"Statistica ed inflazione"


Chi non è sottoposto all’inflazione alzi la mano! Tutti, lo siamo.

Vediamo di cosa si tratta e come conviene calcolarla.

Consideriamo un impiegato statale medio, con uno stipendio netto di euro 1500 al mese.
Cosa farà con questi 1500 euro? Li utilizzerà, come è ovvio, per vivere, ossia li spenderà per i propri consumi (necessari e non necessari).

Per semplificare le cose, ipotizziamo che i consumi del nostro impiegato, signor X, siano nel 2004 proprio pari a 1500 euro mensili, come indicato nella seguente tabella.
 

Categorie di spesa

Spesa in euro

Affitto abitazione + riscaldamento

400

Trasporti (gasolio o benzina, assicurazione, bollo, eventuali biglietti di treni o bus)

250

Spese alimentari

300

Abbigliamento e accessori vari per la casa

200

Telefonia e corrente elettrica: telefono di casa 40 euro al mese, 1 ricarica da 30 euro di telefonino, internet 20 euro al mese, corrente elettrica, 40 euro al mese

110

Divertimento e vacanze (spese bar, vacanze, ecc.)

 

260

Totale

1500

 

Ebbene, cosa succede al signor X nel 2005?

Se lo stipendio rimane invariato e se i costi di ogni singola categoria (voce) non cambiano allora continuerà a fare la stessa vita, con lo stesso potere di acquisto e con gli stessi consumi.
Ma se cambiano i prezzi delle singole voci (o di una sola voce), e rimane invariato lo stipendio, il signor X sperimenterà una mancanza di soldi a fine mese, fermo restando i propri consumi.

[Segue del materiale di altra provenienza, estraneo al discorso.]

use log::warn;

use crate::{
    data_structures::texture::Texture,
    resources::ktx::{KTX2_MIME_TYPE, decode_ktx2, is_ktx2},
};

/// Decoded texels of a glTF image, or why they are missing.
#[derive(Clone, Debug)]
pub enum ImageData {
    Decoded(image::RgbaImage),
    Unsupported { reason: String },
}

impl ImageData {
    pub fn decoded(&self) -> Option<&image::RgbaImage> {
        match self {
            ImageData::Decoded(rgba) => Some(rgba),
            ImageData::Unsupported { .. } => None,
        }
    }
}

/// Decodes one glTF image. Formats that cannot be read are recorded as
/// unsupported so the material falls back to the neutral texture.
pub fn decode_image(name: &str, bytes: &[u8], mime_type: Option<&str>) -> ImageData {
    if mime_type == Some(KTX2_MIME_TYPE) || is_ktx2(bytes) {
        return match decode_ktx2(bytes) {
            Ok(rgba) => ImageData::Decoded(rgba),
            Err(e) => {
                warn!("{name}: {e:#}, using a neutral texture");
                ImageData::Unsupported {
                    reason: format!("{e:#}"),
                }
            }
        };
    }
    let format = mime_type
        .and_then(|mime| mime.split('/').last())
        .and_then(image::ImageFormat::from_extension);
    let decoded = match format {
        Some(format) => image::load_from_memory_with_format(bytes, format),
        None => image::load_from_memory(bytes),
    };
    match decoded {
        Ok(img) => ImageData::Decoded(img.to_rgba8()),
        Err(e) => {
            warn!("{name}: could not decode image ({e}), using a neutral texture");
            ImageData::Unsupported {
                reason: e.to_string(),
            }
        }
    }
}

/// Bind group layout of [`crate::data_structures::model::GpuMaterial`]:
/// base colour texture, its sampler and the material factors.
pub fn material_layout(device: &wgpu::Device) -> wgpu::BindGroupLayout {
    device.create_bind_group_layout(&wgpu::BindGroupLayoutDescriptor {
        entries: &[
            wgpu::BindGroupLayoutEntry {
                binding: 0,
                visibility: wgpu::ShaderStages::FRAGMENT,
                ty: wgpu::BindingType::Texture {
                    multisampled: false,
                    view_dimension: wgpu::TextureViewDimension::D2,
                    sample_type: wgpu::TextureSampleType::Float { filterable: true },
                },
                count: None,
            },
            wgpu::BindGroupLayoutEntry {
                binding: 1,
                visibility: wgpu::ShaderStages::FRAGMENT,
                ty: wgpu::BindingType::Sampler(wgpu::SamplerBindingType::Filtering),
                count: None,
            },
            wgpu::BindGroupLayoutEntry {
                binding: 2,
                visibility: wgpu::ShaderStages::FRAGMENT,
                ty: wgpu::BindingType::Buffer {
                    ty: wgpu::BufferBindingType::Uniform,
                    has_dynamic_offset: false,
                    min_binding_size: None,
                },
                count: None,
            },
        ],
        label: Some("material_bind_group_layout"),
    })
}

/// Uploads an image, or returns `None` when it has no texels.
pub fn upload_image(
    device: &wgpu::Device,
    queue: &wgpu::Queue,
    image: &ImageData,
    label: &str,
    encoding: crate::data_structures::scene_graph::ColorEncoding,
) -> Option<Texture> {
    image
        .decoded()
        .map(|rgba| Texture::from_image(device, queue, rgba, Some(label), encoding))
}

In sostanza l'inflazione (aumento dei prezzi) gli procura una perdita di potere di acquisto dello stipendio, secondo la formula riporta nell'Osservazione 1.
Pertanto, sarà indotto a tagliare i consumi (qualche voce ) o a cercare un ulteriore lavoro, per potersi permettere lo stesso standard di vita.

Lo Stato, per venire incontro al signor X, aumenta lo stipendio diciamo del 5% annuo, ossia, gli dà nel 2005 circa 75 euro mensili in più. Quindi lo stipendio del signor X è 1575 euro mensili (netti).